K33 Research's latest report reveals that Bitcoin's (BTC) traditional four-year halving cycle has now lost its validity. The report emphasizes that Bitcoin has entered a new structural phase, with institutional adoption, state-level participation, and macroeconomic policies determining Bitcoin’s new rhythm.
Specifically, this week Bitcoin reached all-time highs against both the US dollar and the Euro; the record in Euro terms is the first to occur since January 2025. K33 Research Director Vetle Lunde stated, "The four-year cycle is dead, long live the king," expressing that the direction of the market is now determined by structural forces rather than retail investor enthusiasm. While Lunde acknowledged that the market is overheated in the short term, he drew attention to the fact that Bitcoin ETFs and positions in derivatives surged by 63,000 Bitcoin (approximately $7.75 billion) in just one week.
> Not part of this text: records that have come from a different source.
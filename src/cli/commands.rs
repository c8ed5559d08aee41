//! CLI Command Implementations
//!
//! Implements the actual logic for each CLI command.

use std::path::{Path, PathBuf};

use log::{info, warn};
use walkdir::WalkDir;

use crate::cli::MixSettings;
use crate::config::{ConfigLimits, ProcessingConfig};
use crate::engine::io::{generate_test_fixtures, inspect, is_supported_file, WavFile};
use crate::engine::DEFAULT_SAMPLE_RATE;
use crate::error::Result;
use crate::pipeline::{MixPipeline, ProgressEvent};
use crate::storage::{OutputStore, RetentionPolicy, StoredOutput};

/// Build the effective config: defaults, then `--config`, then flags.
pub fn resolve_config(settings: &MixSettings) -> Result<ProcessingConfig> {
    let base = match &settings.config {
        Some(path) => {
            info!("Loading config: {}", path.display());
            ProcessingConfig::from_json_file(path)?
        }
        None => ProcessingConfig::default(),
    };
    let config = settings.apply(base);
    config.validate()?;
    Ok(config)
}

fn print_progress(event: &ProgressEvent) {
    println!("[{}/{}] {}", event.step, event.total, event.message);
}

/// Mix one affirmation over a background and store the result.
pub fn mix(
    affirmation: &Path,
    background: &Path,
    output_dir: &Path,
    settings: &MixSettings,
) -> Result<StoredOutput> {
    let config = resolve_config(settings)?;
    info!(
        "Mixing {} over {} (carrier {} Hz, subliminal {} dB, binaural {})",
        affirmation.display(),
        background.display(),
        config.carrier_freq_hz,
        config.subliminal_volume_db,
        if config.enable_binaural { "on" } else { "off" }
    );

    let pipeline = MixPipeline::new(config)?;
    let result = pipeline.run(
        &WavFile::new(affirmation),
        &WavFile::new(background),
        &print_progress,
    )?;

    let stored = OutputStore::new(output_dir).save(&result)?;

    println!("Mix complete: {}", stored.file_name);
    println!("  Size: {:.2} MB", stored.size_mb());
    println!("  Duration: {:.1} s", stored.duration_ms as f64 / 1000.0);
    println!("  SHA-256: {}", stored.sha256);

    Ok(stored)
}

/// Mix every supported file in `folder` over one background.
///
/// A failing file is reported and skipped; the batch carries on.
pub fn batch(
    folder: &Path,
    background: &Path,
    output_dir: &Path,
    settings: &MixSettings,
) -> Result<usize> {
    let config = resolve_config(settings)?;
    let pipeline = MixPipeline::new(config)?;
    let store = OutputStore::new(output_dir);
    let background_source = WavFile::new(background);

    let inputs = collect_inputs(folder);
    if inputs.is_empty() {
        warn!("No audio files found in {}", folder.display());
        println!("No audio files found in {}", folder.display());
        return Ok(0);
    }

    info!("Batch processing {} files", inputs.len());

    let mut succeeded = 0;
    for (index, input) in inputs.iter().enumerate() {
        println!("[{}/{}] {}", index + 1, inputs.len(), input.display());

        let outcome = pipeline
            .run(&WavFile::new(input), &background_source, &|_: &ProgressEvent| {})
            .and_then(|result| store.save(&result));

        match outcome {
            Ok(stored) => {
                println!("  -> {}", stored.file_name);
                succeeded += 1;
            }
            Err(e) => {
                warn!("Failed to process {}: {}", input.display(), e);
                println!("  FAILED: {}", e.friendly_message());
            }
        }
    }

    println!("Batch complete: {}/{} succeeded", succeeded, inputs.len());
    Ok(succeeded)
}

fn collect_inputs(folder: &Path) -> Vec<PathBuf> {
    let mut inputs: Vec<PathBuf> = WalkDir::new(folder)
        .min_depth(1)
        .max_depth(1)
        .into_iter()
        .filter_map(|entry| entry.ok())
        .filter(|entry| entry.file_type().is_file())
        .map(|entry| entry.path().to_path_buf())
        .filter(|path| is_supported_file(path))
        .collect();
    inputs.sort();
    inputs
}

/// Validate an audio file and print its properties.
pub fn inspect_file(path: &Path) -> Result<()> {
    info!("Inspecting: {}", path.display());

    let info = inspect(path)?;
    println!("File: {}", path.display());
    println!("  Duration: {:.2} s", info.duration_secs);
    println!("  Channels: {}", info.channels);
    println!("  Sample rate: {} Hz", info.sample_rate);
    println!("  Sample width: {} bytes", info.sample_width);

    Ok(())
}

/// Write the standard test fixtures.
pub fn generate_test_audio(dir: &Path) -> Result<()> {
    let (affirmation, background) = generate_test_fixtures(dir, DEFAULT_SAMPLE_RATE)?;
    println!("Created {}", affirmation.display());
    println!("Created {}", background.display());
    Ok(())
}

/// Run one retention sweep.
pub fn cleanup(folders: &[PathBuf], max_age_hours: u32, max_files: usize) -> Result<()> {
    info!(
        "Sweeping {} folder(s): max age {} h, max {} files",
        folders.len(),
        max_age_hours,
        max_files
    );

    let report = RetentionPolicy::new(max_age_hours, max_files).sweep(folders);
    println!(
        "Removed {} file(s), freed {:.2} MB",
        report.removed_files,
        report.freed_bytes as f64 / (1024.0 * 1024.0)
    );
    Ok(())
}

/// Print the parameter limits as JSON.
pub fn print_limits() -> Result<()> {
    let json = serde_json::to_string_pretty(&ConfigLimits::current())?;
    println!("{}", json);
    Ok(())
}
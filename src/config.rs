//! Processing configuration
//!
//! A [`ProcessingConfig`] is built once per pipeline run and never changes
//! while the run is in progress. Partial JSON objects are accepted; missing
//! fields take their defaults.

use std::path::Path;

use serde::{Deserialize, Serialize};

use crate::error::{Result, SubliminalError};

// ============================================================================
// Defaults and limits
// ============================================================================

pub const DEFAULT_CARRIER_FREQ_HZ: f64 = 17_500.0;
pub const CARRIER_FREQ_RANGE: (f64, f64) = (15_000.0, 20_000.0);

pub const DEFAULT_SUBLIMINAL_VOLUME_DB: f64 = -23.0;
pub const SUBLIMINAL_VOLUME_RANGE: (f64, f64) = (-40.0, 0.0);

pub const DEFAULT_BACKGROUND_VOLUME_DB: f64 = 0.0;
pub const BACKGROUND_VOLUME_RANGE: (f64, f64) = (-20.0, 10.0);

/// Left ear 430Hz, right ear 434Hz: a 4Hz theta beat
pub const DEFAULT_BINAURAL_LEFT_HZ: f64 = 430.0;
pub const DEFAULT_BINAURAL_RIGHT_HZ: f64 = 434.0;
pub const BINAURAL_FREQ_RANGE: (f64, f64) = (200.0, 500.0);

pub const DEFAULT_BINAURAL_VOLUME_DB: f64 = -15.0;
pub const BINAURAL_VOLUME_RANGE: (f64, f64) = (-40.0, 0.0);

pub const DEFAULT_TARGET_SAMPLE_RATE_HZ: u32 = 44_100;
pub const SAMPLE_RATE_RANGE: (f64, f64) = (8_000.0, 192_000.0);

pub const DEFAULT_REFERENCE_LEVEL_DB: f64 = -20.0;
pub const DEFAULT_MASTER_LEVEL_DB: f64 = -1.0;
pub const LEVEL_RANGE: (f64, f64) = (-60.0, 0.0);

// ============================================================================
// ProcessingConfig
// ============================================================================

/// Settings for one mix
#[derive(Debug, Clone, PartialEq, Serialize, Deserialize)]
#[serde(default)]
pub struct ProcessingConfig {
    /// Carrier the affirmation is modulated onto
    pub carrier_freq_hz: f64,
    /// Gain applied to the affirmation after reference normalization
    pub subliminal_volume_db: f64,
    /// Gain applied to the background track
    pub background_volume_db: f64,
    pub enable_binaural: bool,
    pub binaural_left_freq_hz: f64,
    pub binaural_right_freq_hz: f64,
    pub binaural_volume_db: f64,
    pub target_sample_rate_hz: u32,
    /// Level the modulated affirmation is normalized to before
    /// `subliminal_volume_db` is applied
    pub reference_level_db: f64,
    /// Loudness of the final mix
    pub master_level_db: f64,
}

impl Default for ProcessingConfig {
    fn default() -> Self {
        Self {
            carrier_freq_hz: DEFAULT_CARRIER_FREQ_HZ,
            subliminal_volume_db: DEFAULT_SUBLIMINAL_VOLUME_DB,
            background_volume_db: DEFAULT_BACKGROUND_VOLUME_DB,
            enable_binaural: true,
            binaural_left_freq_hz: DEFAULT_BINAURAL_LEFT_HZ,
            binaural_right_freq_hz: DEFAULT_BINAURAL_RIGHT_HZ,
            binaural_volume_db: DEFAULT_BINAURAL_VOLUME_DB,
            target_sample_rate_hz: DEFAULT_TARGET_SAMPLE_RATE_HZ,
            reference_level_db: DEFAULT_REFERENCE_LEVEL_DB,
            master_level_db: DEFAULT_MASTER_LEVEL_DB,
        }
    }
}

impl ProcessingConfig {
    /// Parse a config from a JSON string
    pub fn from_json_str(json: &str) -> Result<Self> {
        let config: Self = serde_json::from_str(json)?;
        config.validate()?;
        Ok(config)
    }

    /// Load a config from a JSON file
    pub fn from_json_file(path: &Path) -> Result<Self> {
        if !path.exists() {
            return Err(SubliminalError::FileNotFound {
                path: path.display().to_string(),
            });
        }
        let json = std::fs::read_to_string(path)?;
        Self::from_json_str(&json)
    }

    /// Check every setting against its allowed range
    ///
    /// Returns the first violation found.
    pub fn validate(&self) -> Result<()> {
        check("carrier_freq_hz", self.carrier_freq_hz, CARRIER_FREQ_RANGE)?;
        check(
            "subliminal_volume_db",
            self.subliminal_volume_db,
            SUBLIMINAL_VOLUME_RANGE,
        )?;
        check(
            "background_volume_db",
            self.background_volume_db,
            BACKGROUND_VOLUME_RANGE,
        )?;
        check(
            "binaural_left_freq_hz",
            self.binaural_left_freq_hz,
            BINAURAL_FREQ_RANGE,
        )?;
        check(
            "binaural_right_freq_hz",
            self.binaural_right_freq_hz,
            BINAURAL_FREQ_RANGE,
        )?;
        check(
            "binaural_volume_db",
            self.binaural_volume_db,
            BINAURAL_VOLUME_RANGE,
        )?;
        check(
            "target_sample_rate_hz",
            self.target_sample_rate_hz as f64,
            SAMPLE_RATE_RANGE,
        )?;
        check("reference_level_db", self.reference_level_db, LEVEL_RANGE)?;
        check("master_level_db", self.master_level_db, LEVEL_RANGE)?;
        Ok(())
    }

    /// Beat frequency heard when binaural is enabled
    pub fn beat_frequency_hz(&self) -> f64 {
        (self.binaural_right_freq_hz - self.binaural_left_freq_hz).abs()
    }
}

fn check(field: &'static str, value: f64, (min, max): (f64, f64)) -> Result<()> {
    if value.is_finite() && (min..=max).contains(&value) {
        Ok(())
    } else {
        Err(SubliminalError::InvalidConfig {
            field,
            value,
            min,
            max,
        })
    }
}

// ============================================================================
// Limits (for front ends)
// ============================================================================

/// Default, minimum and maximum of one setting
#[derive(Debug, Clone, Copy, PartialEq, Serialize)]
pub struct ParamLimit {
    pub default: f64,
    pub min: f64,
    pub max: f64,
}

impl ParamLimit {
    fn new(default: f64, (min, max): (f64, f64)) -> Self {
        Self { default, min, max }
    }
}

/// Every user-adjustable setting with its default and range
#[derive(Debug, Clone, PartialEq, Serialize)]
pub struct ConfigLimits {
    pub carrier_freq_hz: ParamLimit,
    pub subliminal_volume_db: ParamLimit,
    pub background_volume_db: ParamLimit,
    pub binaural_left_freq_hz: ParamLimit,
    pub binaural_right_freq_hz: ParamLimit,
    pub binaural_volume_db: ParamLimit,
}

impl ConfigLimits {
    pub fn current() -> Self {
        Self {
            carrier_freq_hz: ParamLimit::new(DEFAULT_CARRIER_FREQ_HZ, CARRIER_FREQ_RANGE),
            subliminal_volume_db: ParamLimit::new(
                DEFAULT_SUBLIMINAL_VOLUME_DB,
                SUBLIMINAL_VOLUME_RANGE,
            ),
            background_volume_db: ParamLimit::new(
                DEFAULT_BACKGROUND_VOLUME_DB,
                BACKGROUND_VOLUME_RANGE,
            ),
            binaural_left_freq_hz: ParamLimit::new(DEFAULT_BINAURAL_LEFT_HZ, BINAURAL_FREQ_RANGE),
            binaural_right_freq_hz: ParamLimit::new(
                DEFAULT_BINAURAL_RIGHT_HZ,
                BINAURAL_FREQ_RANGE,
            ),
            binaural_volume_db: ParamLimit::new(DEFAULT_BINAURAL_VOLUME_DB, BINAURAL_VOLUME_RANGE),
        }
    }
}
Open positions in Chicago Mercantile Exchange (CME) futures saw an increase of 15,000 Bitcoin, while American ETFs absorbed 31,600 Bitcoin within seven days. Historically, such surges have often occurred before local peaks; however, Lunde noted that long-term trends are not disrupted. According to K33, the 2025 rally is underpinned by structures, unlike previous peaks. In 2017, the expectation of futures created a bubble, while in 2021, hopes for ETF led to another; however, in 2025, these hopes are turning into reality.
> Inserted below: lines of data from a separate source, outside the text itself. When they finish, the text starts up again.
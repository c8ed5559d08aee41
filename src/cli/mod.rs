//! CLI Module
//!
//! Command-line interface for the subliminal mixer.

pub mod commands;

use clap::{Args, Parser, Subcommand};
use std::path::PathBuf;

use crate::config::ProcessingConfig;
use crate::storage::{DEFAULT_MAX_AGE_HOURS, DEFAULT_MAX_FILES};

/// Subliminal Mixer - hide affirmations in music with carrier modulation
#[derive(Parser, Debug)]
#[command(name = "subliminal-cli")]
#[command(version, about, long_about = None)]
pub struct Cli {
    /// Enable verbose output
    #[arg(short, long, global = true)]
    pub verbose: bool,

    #[command(subcommand)]
    pub command: Option<Commands>,
}

#[derive(Subcommand, Debug)]
pub enum Commands {
    /// Mix one affirmation over a background track
    #[command(name = "mix")]
    Mix {
        /// Affirmation recording (WAV)
        affirmation: PathBuf,

        /// Background music or ambience (WAV)
        background: PathBuf,

        /// Where the finished mix is written
        #[arg(short, long, default_value = "output")]
        output_dir: PathBuf,

        #[command(flatten)]
        settings: MixSettings,
    },

    /// Mix every WAV file in a folder over the same background
    #[command(name = "batch")]
    Batch {
        /// Folder of affirmation recordings
        folder: PathBuf,

        /// Background music or ambience (WAV)
        background: PathBuf,

        /// Where the finished mixes are written
        #[arg(short, long, default_value = "output")]
        output_dir: PathBuf,

        #[command(flatten)]
        settings: MixSettings,
    },

    /// Validate an audio file and print its properties
    #[command(name = "inspect")]
    Inspect {
        /// Audio file to check
        path: PathBuf,
    },

    /// Write the 440Hz affirmation and 220Hz background test files
    #[command(name = "generate-test-audio")]
    GenerateTestAudio {
        /// Target directory
        #[arg(short, long, default_value = "test_audio")]
        dir: PathBuf,
    },

    /// Delete expired files and cap file counts
    #[command(name = "cleanup")]
    Cleanup {
        /// Folders to sweep
        #[arg(required = true)]
        folders: Vec<PathBuf>,

        /// Remove files older than this
        #[arg(long, default_value_t = DEFAULT_MAX_AGE_HOURS)]
        max_age_hours: u32,

        /// Keep at most this many files per folder
        #[arg(long, default_value_t = DEFAULT_MAX_FILES)]
        max_files: usize,
    },

    /// Print every setting with its default and allowed range (JSON)
    #[command(name = "limits")]
    Limits,
}

/// Mix settings shared by `mix` and `batch`
///
/// Flags override values from `--config`, which override the defaults.
#[derive(Args, Debug, Clone, Default)]
pub struct MixSettings {
    /// JSON config file
    #[arg(short, long)]
    pub config: Option<PathBuf>,

    /// Carrier frequency in Hz
    #[arg(long)]
    pub carrier_freq: Option<f64>,

    /// Subliminal volume in dB
    #[arg(long, allow_hyphen_values = true)]
    pub subliminal_volume: Option<f64>,

    /// Background volume in dB
    #[arg(long, allow_hyphen_values = true)]
    pub background_volume: Option<f64>,

    /// Leave out the binaural beat
    #[arg(long)]
    pub no_binaural: bool,

    /// Binaural left ear frequency in Hz
    #[arg(long)]
    pub binaural_left: Option<f64>,

    /// Binaural right ear frequency in Hz
    #[arg(long)]
    pub binaural_right: Option<f64>,

    /// Binaural volume in dB
    #[arg(long, allow_hyphen_values = true)]
    pub binaural_volume: Option<f64>,
}

impl MixSettings {
    /// Layer the flags over `base`
    pub fn apply(&self, base: ProcessingConfig) -> ProcessingConfig {
        let mut config = base;
        if let Some(v) = self.carrier_freq {
            config.carrier_freq_hz = v;
        }
        if let Some(v) = self.subliminal_volume {
            config.subliminal_volume_db = v;
        }
        if let Some(v) = self.background_volume {
            config.background_volume_db = v;
        }
        if self.no_binaural {
            config.enable_binaural = false;
        }
        if let Some(v) = self.binaural_left {
            config.binaural_left_freq_hz = v;
        }
        if let Some(v) = self.binaural_right {
            config.binaural_right_freq_hz = v;
        }
        if let Some(v) = self.binaural_volume {
            config.binaural_volume_db = v;
        }
        config
    }
}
For example, BlackRock’s Bitcoin ETFs are valued at $100 billion, while Morgan Stanley’s customer allocation reached 4%. Additionally, it is noteworthy that the Washington administration is adopting crypto-friendly policies, such as Trump’s Strategic Bitcoin Reserve. Lunde remarked that it is not tight monetary policy, but rather the era of excessive liquidity that supports Bitcoin, stating, “A management that moves towards lowering interest rates in 2026 will choose expansion over restrictions. This is a significant advantage for scarce assets.”
K33 argues that the 1000-day cycles of previous bull markets are merely coincidences, asserting that Bitcoin should now be evaluated based on six different market indicators rather than technical symmetries. Of these indicators, only the Relative Strength Index (RSI) is in the overbought zone, and it warns regarding the perpetual/spot volume spread. According to the analysis, this indicates that the Bitcoin price is still moving in a healthy range.